━━ STUDY MATERIAL
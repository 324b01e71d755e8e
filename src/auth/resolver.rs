//! Credential resolution: raw API key to per-request identity.
//!
//! The key prefix is the sole discriminator of credential kind. Keys are
//! compared by SHA-256 hash; the raw key is never persisted or retained on
//! the identity. Resolution either produces a complete identity or fails:
//! there is no partially populated state, and a failed lookup stops the
//! request before any permission-table lookup runs.

use std::sync::Arc;

use super::{Identity, OrganizationIdentity, UserIdentity, error::AuthError};
use crate::{
    config::AuthConfig,
    db::Database,
    models::{has_key_prefix, hash_key},
};

#[derive(Clone)]
pub struct CredentialResolver {
    db: Arc<Database>,
    user_prefix: String,
    org_prefix: String,
}

impl CredentialResolver {
    pub fn new(db: Arc<Database>, auth: &AuthConfig) -> Self {
        Self {
            db,
            user_prefix: auth.user_key_prefix.clone(),
            org_prefix: auth.org_key_prefix.clone(),
        }
    }

    /// Resolve an optional raw key into an identity.
    ///
    /// No key means `Anonymous`; whether that is acceptable is decided
    /// downstream against the permission table's `public` flag.
    pub async fn resolve(&self, raw_key: Option<&str>) -> Result<Identity, AuthError> {
        let Some(raw_key) = raw_key else {
            return Ok(Identity::Anonymous);
        };

        if has_key_prefix(raw_key, &self.user_prefix) {
            self.resolve_user(raw_key).await
        } else if has_key_prefix(raw_key, &self.org_prefix) {
            self.resolve_organization(raw_key).await
        } else {
            tracing::debug!("API key with unrecognized prefix rejected");
            Err(AuthError::UnrecognizedKeyFormat)
        }
    }

    async fn resolve_user(&self, raw_key: &str) -> Result<Identity, AuthError> {
        let hash = hash_key(raw_key);
        let user = self
            .db
            .users()
            .find_by_key_hash(&hash)
            .await
            .map_err(|e| AuthError::Internal(e.to_string()))?
            .ok_or(AuthError::InvalidUserApiKey)?;

        tracing::debug!(username = %user.username, role = %user.role, "Resolved user API key");
        Ok(Identity::User(UserIdentity {
            user_id: user.id,
            username: user.username,
            role: user.role,
        }))
    }

    async fn resolve_organization(&self, raw_key: &str) -> Result<Identity, AuthError> {
        let hash = hash_key(raw_key);
        // The lookup also resolves which of the organization's keys matched;
        // that key's scope is authoritative for this request.
        let matched = self
            .db
            .organizations()
            .find_by_key_hash(&hash)
            .await
            .map_err(|e| AuthError::Internal(e.to_string()))?
            .ok_or(AuthError::InvalidOrgApiKey)?;

        tracing::debug!(
            organization = %matched.organization.name,
            key_id = %matched.key_id,
            scope = %matched.scope,
            "Resolved organization API key"
        );
        let org = matched.organization;
        Ok(Identity::Organization(OrganizationIdentity {
            organization_id: org.id,
            name: org.name,
            scope: matched.scope,
            owner: org.owner,
            members: org.members,
        }))
    }
}

#[cfg(test)]
mod tests {
    use super::*;
    use crate::{
        config::AuthConfig,
        models::{CreateOrgApiKey, CreateOrganization, CreateUser, OrgKeyScope, UserRole},
        services::Services,
    };

    async fn setup() -> (Arc<Database>, CredentialResolver, Services) {
        let db = Arc::new(Database::in_memory());
        let resolver = CredentialResolver::new(db.clone(), &AuthConfig::default());
        let services = Services::new(db.clone(), &AuthConfig::default());
        (db, resolver, services)
    }

    #[tokio::test]
    async fn no_key_resolves_to_anonymous() {
        let (_db, resolver, _services) = setup().await;
        let identity = resolver.resolve(None).await.unwrap();
        assert!(identity.is_anonymous());
    }

    #[tokio::test]
    async fn unknown_prefix_is_rejected() {
        let (_db, resolver, _services) = setup().await;
        let err = resolver.resolve(Some("sk_something")).await.unwrap_err();
        assert!(matches!(err, AuthError::UnrecognizedKeyFormat));
    }

    #[tokio::test]
    async fn valid_user_key_resolves() {
        let (_db, resolver, services) = setup().await;
        let created = services
            .users
            .create(CreateUser {
                username: "alice".to_string(),
                email: "alice@example.com".to_string(),
                role: UserRole::Admin,
            })
            .await
            .unwrap();

        let identity = resolver.resolve(Some(&created.api_key)).await.unwrap();
        let user = identity.as_user().expect("user identity");
        assert_eq!(user.username, "alice");
        assert_eq!(user.role, UserRole::Admin);
    }

    #[tokio::test]
    async fn unknown_user_key_fails() {
        let (_db, resolver, _services) = setup().await;
        let err = resolver
            .resolve(Some("usr_does_not_exist"))
            .await
            .unwrap_err();
        assert!(matches!(err, AuthError::InvalidUserApiKey));
    }

    #[tokio::test]
    async fn org_key_resolves_with_matched_key_scope() {
        let (_db, resolver, services) = setup().await;
        let org = services
            .organizations
            .create(
                CreateOrganization {
                    name: "Acme".to_string(),
                },
                "alice".to_string(),
            )
            .await
            .unwrap();

        let management = services
            .organizations
            .create_key(
                org.id,
                CreateOrgApiKey {
                    name: "ops".to_string(),
                    scope: OrgKeyScope::Management,
                },
            )
            .await
            .unwrap();
        let evaluation = services
            .organizations
            .create_key(
                org.id,
                CreateOrgApiKey {
                    name: "ci".to_string(),
                    scope: OrgKeyScope::Evaluation,
                },
            )
            .await
            .unwrap();

        // Two keys on the same organization resolve to different scopes.
        let identity = resolver.resolve(Some(&management.api_key)).await.unwrap();
        assert_eq!(
            identity.as_organization().unwrap().scope,
            OrgKeyScope::Management
        );

        let identity = resolver.resolve(Some(&evaluation.api_key)).await.unwrap();
        let resolved = identity.as_organization().unwrap();
        assert_eq!(resolved.scope, OrgKeyScope::Evaluation);
        assert_eq!(resolved.owner, "alice");
    }

    #[tokio::test]
    async fn unknown_org_key_fails() {
        let (_db, resolver, _services) = setup().await;
        let err = resolver
            .resolve(Some("org_does_not_exist"))
            .await
            .unwrap_err();
        assert!(matches!(err, AuthError::InvalidOrgApiKey));
    }

    #[tokio::test]
    async fn revoked_org_key_fails() {
        let (_db, resolver, services) = setup().await;
        let org = services
            .organizations
            .create(
                CreateOrganization {
                    name: "Acme".to_string(),
                },
                "alice".to_string(),
            )
            .await
            .unwrap();
        let created = services
            .organizations
            .create_key(
                org.id,
                CreateOrgApiKey {
                    name: "ops".to_string(),
                    scope: OrgKeyScope::All,
                },
            )
            .await
            .unwrap();

        services
            .organizations
            .revoke_key(org.id, created.key.id)
            .await
            .unwrap();

        let err = resolver.resolve(Some(&created.api_key)).await.unwrap_err();
        assert!(matches!(err, AuthError::InvalidOrgApiKey));
    }

    #[tokio::test]
    async fn resolution_is_idempotent() {
        let (_db, resolver, services) = setup().await;
        let created = services
            .users
            .create(CreateUser {
                username: "alice".to_string(),
                email: "alice@example.com".to_string(),
                role: UserRole::User,
            })
            .await
            .unwrap();

        let first = resolver.resolve(Some(&created.api_key)).await.unwrap();
        let second = resolver.resolve(Some(&created.api_key)).await.unwrap();
        let (a, b) = (first.as_user().unwrap(), second.as_user().unwrap());
        assert_eq!(a.user_id, b.user_id);
        assert_eq!(a.username, b.username);
        assert_eq!(a.role, b.role);
    }
}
━━━━
Lines above that contain the string "models" make up the answer.

    models::{has_key_prefix, hash_key},
        models::{CreateOrgApiKey, CreateOrganization, CreateUser, OrgKeyScope, UserRole},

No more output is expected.